The idea is simple: Honour the Hip, play some great music, bring good people together and shine a light on First Nations people and traditions.

After Downie’s death in October after a nearly two-year battle with cancer, Ferriera announced he’d be winding down the Courage for Gord efforts and joining up, in a different capacity, with the Downie Wenjack Fund.

(By the way, Courage for Gord raised well over $100,000 for cancer research and reconciliation efforts between the summer of 2016 and October.)

Hoyle and Ferriera worked together for a series of fundraisers before, during and after the “Man Machine Poem” tour in summer 2016.

“Rob and I are always throwing ideas at each other,” Hoyle says. “The idea for FamilyBand was born from those conversations about creating community and understanding through the music we both love. Music heals.”

“Jeremy and I kind of started talking about it over the last month or two: how do we build a new brand that features the Hip’s music but, at the same time, brings an Indigenous focus to it as well? How do we bring Indigenous content to the Hip’s music and vice versa?,” Ferriera says. “This whole notion of a family band came together. Certainly the Hip are known as a family band and the notion of family, getting together, so we came up with the brand called FamilyBand Benefit Concerts, where Strictly Hip would tour in different venues and each event would include indigenous content.”

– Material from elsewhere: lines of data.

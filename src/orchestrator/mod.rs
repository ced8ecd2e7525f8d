//! End-to-end "ensure current artifact is staged and serving" workflow.
//!
//! [`Orchestrator`] is the only component with cross-cutting control flow.
//! Its pipeline runs strictly sequentially: each step depends on the output
//! of the previous one (the port depends on staged config, the process start
//! on the port, readiness on the start). There is no automatic retry of the
//! whole pipeline; a failed launch cycle is retried on the next application
//! start. The one external interruption is a shutdown request racing the
//! pipeline in [`Orchestrator::run_until_shutdown`], which stops any
//! already-spawned server process before returning.
//!
//! All collaborators are explicit fields injected at construction. The core
//! never reaches for globals or queries a GUI layer.

use std::collections::HashMap;
use std::future::Future;
use std::sync::Arc;
use std::time::Duration;
use tokio::sync::Mutex;
use tracing::{info, warn};

use crate::config::{LauncherConfig, UpdatePolicy};
use crate::core::{LaunchError, Result};
use crate::events::LogSink;
use crate::fetch::ArtifactFetcher;
use crate::net::{self, ReadinessProbe};
use crate::process::ProcessSupervisor;
use crate::remote::{RemoteVersionClient, UpgradeCheck};
use crate::stage;
use crate::store::VersionStore;

const ONE_DAY_MS: i64 = 24 * 60 * 60 * 1000;

/// Scan bound for port negotiation.
const PORT_SCAN_ATTEMPTS: u16 = 100;

/// Composes the update-check, staging and launch pipeline.
pub struct Orchestrator {
    config: LauncherConfig,
    store: VersionStore,
    client: RemoteVersionClient,
    fetcher: ArtifactFetcher,
    supervisor: Arc<Mutex<ProcessSupervisor>>,
    probe: ReadinessProbe,
    log: Arc<dyn LogSink>,
}

impl Orchestrator {
    pub fn new(
        config: LauncherConfig,
        store: VersionStore,
        client: RemoteVersionClient,
        fetcher: ArtifactFetcher,
        supervisor: Arc<Mutex<ProcessSupervisor>>,
        probe: ReadinessProbe,
        log: Arc<dyn LogSink>,
    ) -> Self {
        Self {
            config,
            store,
            client,
            fetcher,
            supervisor,
            probe,
            log,
        }
    }

    /// Run the full pipeline. On success the staged server is confirmed
    /// reachable and the returned URL is what the display surface should
    /// load. On failure the error describes the first failed step; the
    /// version store is left with `server_running == false`.
    pub async fn run(&mut self) -> Result<String> {
        self.store.set_server_running(false);
        self.store.save().await?;

        self.ensure_artifact().await?;

        let entrypoint = self.config.entrypoint_path();
        if !entrypoint.exists() {
            self.log.log_line(&format!(
                "error: server entry point missing: {}",
                entrypoint.display()
            ));
            return Err(LaunchError::EntrypointMissing {
                path: entrypoint.display().to_string(),
            });
        }

        // Negotiate the port before the child exists; the child learns it
        // through its environment.
        let desired = net::port_from_url(&self.config.target_url)?;
        self.log.log_line(&format!("checking whether port {desired} is available..."));
        let port = net::find_free_port(desired, PORT_SCAN_ATTEMPTS).await?;
        let final_url = if port == desired {
            self.log.log_line(&format!("port {desired} is available"));
            self.config.target_url.clone()
        } else {
            self.log.log_line(&format!(
                "port {desired} is taken, launching on port {port} instead"
            ));
            net::with_port(&self.config.target_url, port)?
        };

        self.start_server(port, &entrypoint).await?;

        self.log.log_line(&format!("waiting for the server at {final_url}..."));
        self.probe.wait_until_ready(&final_url).await?;
        self.log.log_line("server is ready");

        self.store.set_server_running(true);
        self.store.set_final_url(final_url.clone());
        self.store.save().await?;

        Ok(final_url)
    }

    /// Run the pipeline while honoring an external shutdown request.
    ///
    /// The pipeline is raced against `shutdown_signal`. A completed pipeline
    /// returns `Ok(Some(url))` and leaves the server running. A shutdown
    /// request, or a pipeline error after the spawn step, stops the
    /// supervised process before this returns, so a signal arriving
    /// mid-launch never orphans the child.
    pub async fn run_until_shutdown<F>(&mut self, shutdown_signal: F) -> Result<Option<String>>
    where
        F: Future<Output = ()>,
    {
        let outcome = {
            tokio::pin!(shutdown_signal);
            tokio::select! {
                result = self.run() => Some(result),
                _ = &mut shutdown_signal => None,
            }
        };
        match outcome {
            Some(Ok(final_url)) => Ok(Some(final_url)),
            Some(Err(e)) => {
                self.shutdown().await;
                Err(e)
            }
            None => {
                self.log.log_line("shutdown requested during startup");
                self.shutdown().await;
                Ok(None)
            }
        }
    }

    /// Make sure a current artifact is staged, downloading and wiping as the
    /// update policy dictates.
    async fn ensure_artifact(&mut self) -> Result<()> {
        let archive = self.config.archive_path();
        let entrypoint = self.config.entrypoint_path();
        let staging_dir = self.config.staging_dir();

        self.log.log_line(&format!(
            "current artifact version: {}",
            self.store.artifact_version()
        ));

        let mut wipe_staging = false;
        if !archive.exists() {
            self.log.log_line("no local artifact, downloading base archive...");
            let url = self.client.base_download_url(&self.config.artifact_key);
            self.fetcher.download(&url, &archive).await?;
        } else if self.should_check_update() {
            wipe_staging = self.check_and_fetch_update(&archive).await?;
        }

        if wipe_staging {
            self.log.log_line("cleaning staged tree before update...");
            stage::remove_recursive(&staging_dir).await?;
        }

        if wipe_staging || !entrypoint.exists() {
            self.log
                .log_line(&format!("extracting archive into {}...", staging_dir.display()));
            stage::stage(&archive, &staging_dir).await?;
        } else {
            self.log.log_line("staged tree is present, skipping extraction");
        }
        Ok(())
    }

    /// Whether the update policy allows a remote check right now.
    fn should_check_update(&self) -> bool {
        match self.config.update_policy {
            UpdatePolicy::OnStart => true,
            UpdatePolicy::Never => {
                self.log
                    .log_line("update policy is \"never\", skipping update check");
                false
            }
            UpdatePolicy::Daily => {
                let last = self.store.last_update_check_ms();
                let now = chrono::Utc::now().timestamp_millis();
                if last == 0 || now - last >= ONE_DAY_MS {
                    true
                } else {
                    let hours = (now - last) / (60 * 60 * 1000);
                    self.log.log_line(&format!(
                        "update policy is \"daily\" and the last check was {hours}h ago, skipping"
                    ));
                    false
                }
            }
        }
    }

    /// Consult the upgrade API; on a newer version fetch it and request a
    /// wipe of the staged tree. Check failures degrade to "keep the current
    /// version".
    async fn check_and_fetch_update(&mut self, archive: &std::path::Path) -> Result<bool> {
        self.log.log_line("checking for updates...");
        let current = self.store.artifact_version();
        let outcome = self.client.check(&self.config.artifact_key, current).await;

        if self.config.update_policy == UpdatePolicy::Daily {
            self.store
                .set_last_update_check_ms(chrono::Utc::now().timestamp_millis());
            self.store.save().await?;
        }

        match outcome {
            UpgradeCheck::UpdateAvailable {
                version,
                download_url,
                changelog,
            } => {
                self.log.log_line(&format!(
                    "new version available: {current} -> {version} ({changelog})"
                ));
                self.fetcher.download(&download_url, archive).await?;
                self.store.bump_artifact_version(version);
                self.store.save().await?;
                Ok(true)
            }
            UpgradeCheck::NoUpdate => {
                self.log
                    .log_line(&format!("already on the latest version: {current}"));
                Ok(false)
            }
            UpgradeCheck::CheckFailed => {
                warn!("update check failed, continuing with version {current}");
                self.log
                    .log_line("update check failed, continuing with the current version");
                Ok(false)
            }
        }
    }

    async fn start_server(&self, port: u16, entrypoint: &std::path::Path) -> Result<()> {
        let mut env = HashMap::new();
        env.insert("PORT".to_string(), port.to_string());

        let (program, args) = match &self.config.runtime {
            Some(runtime) => (
                std::path::PathBuf::from(runtime),
                vec![entrypoint.display().to_string()],
            ),
            None => (entrypoint.to_path_buf(), Vec::new()),
        };
        let cwd = entrypoint.parent().map(std::path::Path::to_path_buf);

        self.log
            .log_line(&format!("starting server: {} (PORT={port})", program.display()));
        let mut supervisor = self.supervisor.lock().await;
        supervisor.start(&program, &args, &env, cwd.as_deref()).await?;
        Ok(())
    }

    /// The version store, for callers that inspect state after a run.
    pub fn store(&self) -> &VersionStore {
        &self.store
    }

    /// Stop the supervised server process, if any.
    pub async fn shutdown(&self) {
        self.supervisor.lock().await.stop().await;
        // Give forwarded output a beat to drain before the process exits.
        tokio::time::sleep(Duration::from_millis(50)).await;
        info!("shutdown complete");
    }
}
//! Persisted record of the staged artifact and derived runtime facts.
//!
//! The [`VersionStore`] is a small JSON document next to the staged artifact.
//! It records the artifact version currently on disk plus two facts derived at
//! launch time: whether the server was confirmed running, and the final
//! reachable URL handed to the display surface. The orchestrator is the only
//! writer; reads and writes never overlap.

use serde::{Deserialize, Serialize};
use std::path::{Path, PathBuf};
use tokio::fs;
use tracing::debug;

use crate::core::{LaunchError, Result};

const fn default_version() -> u64 {
    1
}

/// Persistent launcher state, serialized as JSON.
#[derive(Debug, Serialize, Deserialize)]
pub struct VersionStore {
    /// Version of the artifact staged on disk. Defaults to 1 on first run and
    /// only ever moves forward.
    #[serde(default = "default_version")]
    artifact_version: u64,
    /// Epoch milliseconds of the last upgrade check, used by the daily policy.
    #[serde(default)]
    last_update_check_ms: i64,
    /// Whether the staged server was confirmed reachable this run.
    #[serde(default)]
    server_running: bool,
    /// The URL handed to the display surface once the server was reachable.
    #[serde(default)]
    final_url: Option<String>,
    #[serde(skip)]
    path: PathBuf,
}

impl VersionStore {
    /// Load the store from `path`, falling back to defaults when the file
    /// does not exist yet.
    pub async fn load(path: &Path) -> Result<Self> {
        if !path.exists() {
            debug!("no version store at {}, using defaults", path.display());
            return Ok(Self {
                artifact_version: default_version(),
                last_update_check_ms: 0,
                server_running: false,
                final_url: None,
                path: path.to_path_buf(),
            });
        }

        let content = fs::read_to_string(path).await.map_err(|e| LaunchError::Store {
            reason: format!("failed to read {}: {e}", path.display()),
        })?;
        let mut store: Self = serde_json::from_str(&content).map_err(|e| LaunchError::Store {
            reason: format!("failed to parse {}: {e}", path.display()),
        })?;
        store.path = path.to_path_buf();
        Ok(store)
    }

    /// Persist the current record to disk.
    pub async fn save(&self) -> Result<()> {
        let content = serde_json::to_string_pretty(self).map_err(|e| LaunchError::Store {
            reason: format!("failed to serialize version store: {e}"),
        })?;
        if let Some(parent) = self.path.parent() {
            fs::create_dir_all(parent).await?;
        }
        fs::write(&self.path, content).await.map_err(|e| LaunchError::Store {
            reason: format!("failed to write {}: {e}", self.path.display()),
        })?;
        debug!("saved version store to {}", self.path.display());
        Ok(())
    }

    pub fn artifact_version(&self) -> u64 {
        self.artifact_version
    }

    /// Record a newly staged artifact version.
    ///
    /// The stored version is monotonically non-decreasing; a lower value is
    /// ignored rather than written back.
    pub fn bump_artifact_version(&mut self, version: u64) {
        self.artifact_version = self.artifact_version.max(version);
    }

    pub fn last_update_check_ms(&self) -> i64 {
        self.last_update_check_ms
    }

    pub fn set_last_update_check_ms(&mut self, epoch_ms: i64) {
        self.last_update_check_ms = epoch_ms;
    }

    pub fn server_running(&self) -> bool {
        self.server_running
    }

    pub fn set_server_running(&mut self, running: bool) {
        self.server_running = running;
    }

    pub fn final_url(&self) -> Option<&str> {
        self.final_url.as_deref()
    }

    pub fn set_final_url(&mut self, url: impl Into<String>) {
        self.final_url = Some(url.into());
    }
}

The first event will begin with a territory acknowledgment and prayer, given by Jason Rocky Carter, or Bear Standing Tall, followed by the performance of an honour song from a group of Ashunyung singers.

As more dates are added to the FamilyBand Benefit Concert series, it’s possible each one will contain similar elements presented by different groups, all with the same interest and efforts at heart.

“The experience will be something very different than the community has seen before,” Ferriera says.

But for the first show, almost a year after Strictly Hip played a birthday celebration in Downie’s honour at Adelaide Hall as part of a Courage for Gord fundraiser, both Ferriera and Hoyle stress the date is one that Strictly Hip had had booked at the ‘Shoe for some time. It just happened to work out that the concert series was ready to launch.

“I’m sure we’ll acknowledge the man who brought us all together, respectfully and appropriately,” Hoyle says. “The original intention (of the Feb. 2 show) was to reprise last year’s birthday celebration. With Gord’s passing, I wasn’t sure how to proceed with it… or to proceed at all. Rob and I felt like it could be really cool and beautiful to include Indigenous music and musicians.”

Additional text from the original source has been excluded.